我計划使用最大平均輪廓分數來確定多個不同對象集的切點和聚類數。 不幸的是,我遇到了ValueError: Number of labels is 1. Valid values are 2 to n_samples - 1 (inclusive)對於我循環訪問的某些集合, ValueError: Number of labels is 1. Valid values are 2 to n_samples - 1 (inclusive) 我的循環從2個簇開始(至少這是我的意圖),所以我不確定為什么會出現此錯誤。
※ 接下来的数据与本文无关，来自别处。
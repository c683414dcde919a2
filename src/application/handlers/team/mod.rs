//! Team hierarchy command handlers.

mod change_team_hierarchy;

pub use change_team_hierarchy::{
    ChangeTeamHierarchyCommand, ChangeTeamHierarchyError, ChangeTeamHierarchyHandler,
    ChangeTeamHierarchyResult, TeamHierarchyChange, TeamHierarchyChangedEvent,
};
//! Tracing subscriber setup.

use thiserror::Error;
use tracing_subscriber::filter::ParseError;
use tracing_subscriber::layer::SubscriberExt;
use tracing_subscriber::util::{SubscriberInitExt, TryInitError};
use tracing_subscriber::EnvFilter;

use crate::config::LoggingConfig;

#[derive(Debug, Error)]
pub enum TelemetryError {
    #[error("Invalid log filter: {0}")]
    Filter(#[from] ParseError),

    #[error("Tracing subscriber already installed: {0}")]
    Init(#[from] TryInitError),
}

/// Installs the global subscriber. `RUST_LOG` overrides the configured
/// level when set.
///
/// # Errors
///
/// Fails if the filter doesn't parse or a global subscriber is already set.
pub fn init_tracing(config: &LoggingConfig) -> Result<(), TelemetryError> {
    let filter = match EnvFilter::try_from_default_env() {
        Ok(filter) => filter,
        Err(_) => EnvFilter::try_new(&config.level)?,
    };

    if config.json {
        tracing_subscriber::registry()
            .with(filter)
            .with(tracing_subscriber::fmt::layer().json())
            .try_init()?;
    } else {
        tracing_subscriber::registry()
            .with(filter)
            .with(tracing_subscriber::fmt::layer())
            .try_init()?;
    }

    tracing::debug!(json = config.json, "Tracing initialised");
    Ok(())
}
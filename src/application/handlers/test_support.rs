//! Mock ports shared by the handler tests.

use std::collections::HashMap;
use std::sync::Mutex;

use async_trait::async_trait;
use tokio::sync::broadcast;

use crate::domain::decision::{Decision, DecisionUpdate};
use crate::domain::foundation::{
    CommandMetadata, DecisionId, DomainError, ErrorCode, EventEnvelope, OrganisationId,
    StakeholderId,
};
use crate::domain::team::TeamHierarchy;
use crate::ports::{
    DecisionChange, DecisionRepository, DecisionSubscription, EventPublisher,
    TeamHierarchyRepository,
};

// ─────────────────────────────────────────────────────────────────────
// Decisions
// ─────────────────────────────────────────────────────────────────────

pub struct MockDecisionRepository {
    decisions: Mutex<Vec<Decision>>,
    batches: Mutex<Vec<Vec<Decision>>>,
    sender: broadcast::Sender<DecisionChange>,
    fail_writes: bool,
}

impl MockDecisionRepository {
    pub fn new() -> Self {
        Self::with_decisions(Vec::new())
    }

    pub fn with_decisions(decisions: Vec<Decision>) -> Self {
        let (sender, _) = broadcast::channel(16);
        Self {
            decisions: Mutex::new(decisions),
            batches: Mutex::new(Vec::new()),
            sender,
            fail_writes: false,
        }
    }

    pub fn failing(decisions: Vec<Decision>) -> Self {
        Self {
            fail_writes: true,
            ..Self::with_decisions(decisions)
        }
    }

    pub fn stored(&self, id: &DecisionId) -> Option<Decision> {
        self.decisions
            .lock()
            .unwrap()
            .iter()
            .find(|d| d.id() == id)
            .cloned()
    }

    pub fn len(&self) -> usize {
        self.decisions.lock().unwrap().len()
    }

    pub fn batches(&self) -> Vec<Vec<Decision>> {
        self.batches.lock().unwrap().clone()
    }

    fn check_writable(&self) -> Result<(), DomainError> {
        if self.fail_writes {
            return Err(DomainError::new(
                ErrorCode::DatabaseError,
                "Simulated write failure",
            ));
        }
        Ok(())
    }

    /// Checks every row before writing any, like the real adapters.
    fn replace(&self, batch: &[Decision]) -> Result<(), DomainError> {
        let mut decisions = self.decisions.lock().unwrap();
        for decision in batch {
            let current = decisions
                .iter()
                .find(|d| d.id() == decision.id())
                .ok_or_else(|| DomainError::new(ErrorCode::DecisionNotFound, "missing"))?;
            if current.version() != decision.version() {
                return Err(DomainError::version_conflict(
                    "Decision",
                    decision.id(),
                    decision.version(),
                    current.version(),
                ));
            }
        }
        for decision in batch {
            if let Some(slot) = decisions.iter_mut().find(|d| d.id() == decision.id()) {
                *slot = decision.next_version();
            }
        }
        Ok(())
    }
}

#[async_trait]
impl DecisionRepository for MockDecisionRepository {
    async fn find_all(
        &self,
        organisation_id: &OrganisationId,
    ) -> Result<Vec<Decision>, DomainError> {
        Ok(self
            .decisions
            .lock()
            .unwrap()
            .iter()
            .filter(|d| d.organisation_id() == organisation_id)
            .cloned()
            .collect())
    }

    async fn find_by_id(
        &self,
        organisation_id: &OrganisationId,
        id: &DecisionId,
    ) -> Result<Option<Decision>, DomainError> {
        Ok(self
            .stored(id)
            .filter(|d| d.organisation_id() == organisation_id))
    }

    async fn create(&self, decision: &Decision) -> Result<(), DomainError> {
        self.check_writable()?;
        self.decisions.lock().unwrap().push(decision.clone());
        Ok(())
    }

    async fn update(&self, decision: &Decision) -> Result<(), DomainError> {
        self.check_writable()?;
        self.replace(std::slice::from_ref(decision))
    }

    async fn delete(
        &self,
        _organisation_id: &OrganisationId,
        id: &DecisionId,
    ) -> Result<(), DomainError> {
        self.check_writable()?;
        self.decisions.lock().unwrap().retain(|d| d.id() != id);
        Ok(())
    }

    async fn apply_batch(
        &self,
        _organisation_id: &OrganisationId,
        decisions: &[Decision],
    ) -> Result<(), DomainError> {
        self.check_writable()?;
        self.replace(decisions)?;
        self.batches
            .lock()
            .unwrap()
            .push(decisions.iter().map(Decision::next_version).collect());
        Ok(())
    }

    fn subscribe_all(&self, organisation_id: &OrganisationId) -> DecisionSubscription {
        DecisionSubscription::new(self.sender.subscribe(), organisation_id.clone(), None)
    }

    fn subscribe(&self, organisation_id: &OrganisationId, id: &DecisionId) -> DecisionSubscription {
        DecisionSubscription::new(
            self.sender.subscribe(),
            organisation_id.clone(),
            Some(id.clone()),
        )
    }
}

// ─────────────────────────────────────────────────────────────────────
// Team hierarchies
// ─────────────────────────────────────────────────────────────────────

#[derive(Default)]
pub struct MockTeamHierarchyRepository {
    hierarchies: Mutex<HashMap<OrganisationId, TeamHierarchy>>,
    fail_save: bool,
}

impl MockTeamHierarchyRepository {
    pub fn new() -> Self {
        Self::default()
    }

    pub fn failing() -> Self {
        Self {
            fail_save: true,
            ..Self::default()
        }
    }

    pub fn stored(&self, organisation_id: &OrganisationId) -> Option<TeamHierarchy> {
        self.hierarchies
            .lock()
            .unwrap()
            .get(organisation_id)
            .cloned()
    }
}

#[async_trait]
impl TeamHierarchyRepository for MockTeamHierarchyRepository {
    async fn find(
        &self,
        organisation_id: &OrganisationId,
    ) -> Result<Option<TeamHierarchy>, DomainError> {
        Ok(self.stored(organisation_id))
    }

    async fn save(
        &self,
        organisation_id: &OrganisationId,
        hierarchy: &TeamHierarchy,
    ) -> Result<(), DomainError> {
        if self.fail_save {
            return Err(DomainError::new(
                ErrorCode::DatabaseError,
                "Simulated save failure",
            ));
        }
        self.hierarchies
            .lock()
            .unwrap()
            .insert(organisation_id.clone(), hierarchy.next_version());
        Ok(())
    }

    async fn delete(&self, organisation_id: &OrganisationId) -> Result<(), DomainError> {
        self.hierarchies.lock().unwrap().remove(organisation_id);
        Ok(())
    }
}

// ─────────────────────────────────────────────────────────────────────
// Events
// ─────────────────────────────────────────────────────────────────────

#[derive(Default)]
pub struct MockEventPublisher {
    published_events: Mutex<Vec<EventEnvelope>>,
}

impl MockEventPublisher {
    pub fn new() -> Self {
        Self::default()
    }

    pub fn published_events(&self) -> Vec<EventEnvelope> {
        self.published_events.lock().unwrap().clone()
    }
}

#[async_trait]
impl EventPublisher for MockEventPublisher {
    async fn publish(&self, event: EventEnvelope) -> Result<(), DomainError> {
        self.published_events.lock().unwrap().push(event);
        Ok(())
    }

    async fn publish_all(&self, events: Vec<EventEnvelope>) -> Result<(), DomainError> {
        for event in events {
            self.publish(event).await?;
        }
        Ok(())
    }
}

// ─────────────────────────────────────────────────────────────────────
// Fixtures
// ─────────────────────────────────────────────────────────────────────

pub fn org() -> OrganisationId {
    OrganisationId::new("org-1").unwrap()
}

pub fn driver() -> StakeholderId {
    StakeholderId::new("driver").unwrap()
}

pub fn metadata() -> CommandMetadata {
    CommandMetadata::new(driver()).with_correlation_id("test-correlation")
}

pub fn draft(title: &str) -> Decision {
    Decision::create_empty(org(), driver(), DecisionUpdate::new().title(title)).unwrap()
}

/// A decision with an option chosen, ready to publish.
pub fn decided(title: &str) -> Decision {
    Decision::create_empty(
        org(),
        driver(),
        DecisionUpdate::new().title(title).decision("Option A"),
    )
    .unwrap()
}

/// `blocker` blocks `blocked`, written on both sides.
pub fn blocking_pair(blocker: &Decision, blocked: &Decision) -> (Decision, Decision) {
    use crate::domain::relationship::RelationshipType;
    (
        blocker.set_relationship(RelationshipType::Blocks, blocked),
        blocked.set_relationship(RelationshipType::BlockedBy, blocker),
    )
}
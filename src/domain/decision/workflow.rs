//! Workflow steps and navigation.
//!
//! Every decision moves through five fixed steps:
//!
//! 1. Identify → 2. Stakeholders → 3. Method → 4. Choose → 5. Publish
//!
//! `WorkflowNavigator` centralizes the ordering so UI-driven navigation and
//! the decision's derived `current_step` agree on it.

use serde::{Deserialize, Serialize};
use std::fmt;
use std::str::FromStr;

use crate::domain::foundation::ValidationError;

/// One stage of the decision workflow.
#[derive(Debug, Clone, Copy, PartialEq, Eq, Hash, Serialize, Deserialize)]
#[serde(rename_all = "snake_case")]
pub enum WorkflowStep {
    Identify,
    Stakeholders,
    Method,
    Choose,
    Publish,
}

impl WorkflowStep {
    /// Returns the step's key as used in URLs and JSON.
    pub fn key(&self) -> &'static str {
        match self {
            WorkflowStep::Identify => "identify",
            WorkflowStep::Stakeholders => "stakeholders",
            WorkflowStep::Method => "method",
            WorkflowStep::Choose => "choose",
            WorkflowStep::Publish => "publish",
        }
    }

    /// Returns the display name.
    pub fn display_name(&self) -> &'static str {
        match self {
            WorkflowStep::Identify => "Identify",
            WorkflowStep::Stakeholders => "Stakeholders",
            WorkflowStep::Method => "Method",
            WorkflowStep::Choose => "Choose",
            WorkflowStep::Publish => "Publish",
        }
    }
}

impl fmt::Display for WorkflowStep {
    fn fmt(&self, f: &mut fmt::Formatter<'_>) -> fmt::Result {
        write!(f, "{}", self.display_name())
    }
}

impl FromStr for WorkflowStep {
    type Err = ValidationError;

    fn from_str(s: &str) -> Result<Self, Self::Err> {
        WorkflowNavigator::ORDER
            .iter()
            .find(|step| step.key().eq_ignore_ascii_case(s.trim()))
            .copied()
            .ok_or_else(|| {
                ValidationError::invalid_format("workflow_step", format!("unknown step '{}'", s))
            })
    }
}

/// Stateless navigation over the fixed workflow sequence.
pub struct WorkflowNavigator;

impl WorkflowNavigator {
    /// The canonical order of workflow steps.
    pub const ORDER: [WorkflowStep; 5] = [
        WorkflowStep::Identify,
        WorkflowStep::Stakeholders,
        WorkflowStep::Method,
        WorkflowStep::Choose,
        WorkflowStep::Publish,
    ];

    /// Returns all steps in order.
    pub fn all() -> &'static [WorkflowStep; 5] {
        &Self::ORDER
    }

    /// Returns the 0-based index of a step.
    pub fn step_index(step: WorkflowStep) -> usize {
        match step {
            WorkflowStep::Identify => 0,
            WorkflowStep::Stakeholders => 1,
            WorkflowStep::Method => 2,
            WorkflowStep::Choose => 3,
            WorkflowStep::Publish => 4,
        }
    }

    /// Returns the index of a step given by key, failing for unknown keys.
    pub fn step_index_of(key: &str) -> Result<usize, ValidationError> {
        Ok(Self::step_index(key.parse()?))
    }

    /// Returns the next step, or None after Publish.
    pub fn next_step(step: WorkflowStep) -> Option<WorkflowStep> {
        Self::ORDER.get(Self::step_index(step) + 1).copied()
    }

    /// Returns the previous step, or None before Identify.
    pub fn previous_step(step: WorkflowStep) -> Option<WorkflowStep> {
        Self::step_index(step)
            .checked_sub(1)
            .and_then(|idx| Self::ORDER.get(idx).copied())
    }

    pub fn is_first_step(step: WorkflowStep) -> bool {
        step == Self::ORDER[0]
    }

    pub fn is_last_step(step: WorkflowStep) -> bool {
        step == Self::ORDER[Self::ORDER.len() - 1]
    }

    /// Returns true if navigation from `from` to `to` moves at most one step.
    ///
    /// Staying on the same step is allowed.
    pub fn is_valid_transition(from: WorkflowStep, to: WorkflowStep) -> bool {
        Self::step_index(from).abs_diff(Self::step_index(to)) <= 1
    }
}
//! Relationship module - Typed edges between decisions.
//!
//! Edges are stored on both endpoint decisions. `RelationshipGraph` is the
//! only place that creates or removes them, so the two sides stay in step
//! and the blocking and supersession chains stay acyclic.

mod edge;
mod errors;
mod graph;

pub use edge::{DecisionRelationship, RelationshipKey, RelationshipType};
pub use errors::RelationshipError;
pub use graph::{EdgeRemoval, EdgeWrite, RelationshipGraph};
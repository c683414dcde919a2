//! Error types for the domain layer.

use std::collections::HashMap;
use std::error::Error;
use std::fmt;
use thiserror::Error;

/// Errors that occur during value object construction.
#[derive(Debug, Clone, PartialEq, Eq, Error)]
pub enum ValidationError {
    #[error("Field '{field}' cannot be empty")]
    EmptyField { field: String },

    #[error("Field '{field}' must be at most {max} characters, got {actual}")]
    TooLong {
        field: String,
        max: usize,
        actual: usize,
    },

    #[error("Field '{field}' has invalid format: {reason}")]
    InvalidFormat { field: String, reason: String },
}

impl ValidationError {
    /// Creates an empty field validation error.
    pub fn empty_field(field: impl Into<String>) -> Self {
        ValidationError::EmptyField { field: field.into() }
    }

    /// Creates a too long validation error.
    pub fn too_long(field: impl Into<String>, max: usize, actual: usize) -> Self {
        ValidationError::TooLong {
            field: field.into(),
            max,
            actual,
        }
    }

    /// Creates an invalid format validation error.
    pub fn invalid_format(field: impl Into<String>, reason: impl Into<String>) -> Self {
        ValidationError::InvalidFormat {
            field: field.into(),
            reason: reason.into(),
        }
    }
}

/// Error codes organized by category.
#[derive(Debug, Clone, Copy, PartialEq, Eq, Hash)]
pub enum ErrorCode {
    // Validation errors
    ValidationFailed,

    // Not found errors
    DecisionNotFound,
    TeamHierarchyNotFound,

    // Conflict errors
    AlreadyExists,
    VersionConflict,

    // Decision errors
    DecisionState,
    StakeholderInvalid,

    // Relationship errors
    RelationshipInvalid,
    RelationshipCycle,

    // Team hierarchy errors
    HierarchyInvalid,

    // Infrastructure errors
    DatabaseError,
    InternalError,
}

impl fmt::Display for ErrorCode {
    fn fmt(&self, f: &mut fmt::Formatter<'_>) -> fmt::Result {
        let s = match self {
            ErrorCode::ValidationFailed => "VALIDATION_FAILED",
            ErrorCode::DecisionNotFound => "DECISION_NOT_FOUND",
            ErrorCode::TeamHierarchyNotFound => "TEAM_HIERARCHY_NOT_FOUND",
            ErrorCode::AlreadyExists => "ALREADY_EXISTS",
            ErrorCode::VersionConflict => "VERSION_CONFLICT",
            ErrorCode::DecisionState => "DECISION_STATE",
            ErrorCode::StakeholderInvalid => "STAKEHOLDER_INVALID",
            ErrorCode::RelationshipInvalid => "RELATIONSHIP_INVALID",
            ErrorCode::RelationshipCycle => "RELATIONSHIP_CYCLE",
            ErrorCode::HierarchyInvalid => "HIERARCHY_INVALID",
            ErrorCode::DatabaseError => "DATABASE_ERROR",
            ErrorCode::InternalError => "INTERNAL_ERROR",
        };
        write!(f, "{}", s)
    }
}

/// Standard domain error with code, message, and optional details.
///
/// Ports and adapters report failures with this type; the richer domain
/// error enums convert into it when they cross a port boundary.
#[derive(Debug, Clone)]
pub struct DomainError {
    pub code: ErrorCode,
    pub message: String,
    pub details: HashMap<String, String>,
}

impl DomainError {
    /// Creates a new domain error.
    pub fn new(code: ErrorCode, message: impl Into<String>) -> Self {
        Self {
            code,
            message: message.into(),
            details: HashMap::new(),
        }
    }

    /// Creates a validation error for a specific field.
    pub fn validation(field: impl Into<String>, message: impl Into<String>) -> Self {
        Self::new(ErrorCode::ValidationFailed, message).with_detail("field", field.into())
    }

    /// Creates a database error from any displayable cause.
    pub fn database(context: &str, cause: impl fmt::Display) -> Self {
        Self::new(ErrorCode::DatabaseError, format!("{}: {}", context, cause))
    }

    /// Creates an optimistic locking error for a stale write.
    pub fn version_conflict(
        entity: &str,
        id: impl fmt::Display,
        expected: impl fmt::Display,
        actual: impl fmt::Display,
    ) -> Self {
        Self::new(
            ErrorCode::VersionConflict,
            format!("{} {} was modified concurrently", entity, id),
        )
        .with_detail("expected_version", expected.to_string())
        .with_detail("actual_version", actual.to_string())
    }

    /// Adds a detail to the error.
    pub fn with_detail(mut self, key: impl Into<String>, value: impl Into<String>) -> Self {
        self.details.insert(key.into(), value.into());
        self
    }
}

impl fmt::Display for DomainError {
    fn fmt(&self, f: &mut fmt::Formatter<'_>) -> fmt::Result {
        write!(f, "[{}] {}", self.code, self.message)
    }
}

impl Error for DomainError {}

impl From<ValidationError> for DomainError {
    fn from(err: ValidationError) -> Self {
        let field = match &err {
            ValidationError::EmptyField { field }
            | ValidationError::TooLong { field, .. }
            | ValidationError::InvalidFormat { field, .. } => field.clone(),
        };
        DomainError::validation(field, err.to_string())
    }
}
我知道,有一個類似的問題在這里 ,但這個與K-均值優惠和我在看的層次聚類。 那里的解決方案包括將循環限制為K> = 2,我相信我已經做到了(我的猜測是該解決方案將告訴我我沒有正確限制此限制)。

我編寫的代碼對於許多對象集都可以正常工作,但是對於其中一些對象卻遇到了問題。 在這里,我包括了一個距離矩陣,該距離矩陣在我以3個簇開始時起作用,而另一個在7個簇(但不小於7個簇)下起作用。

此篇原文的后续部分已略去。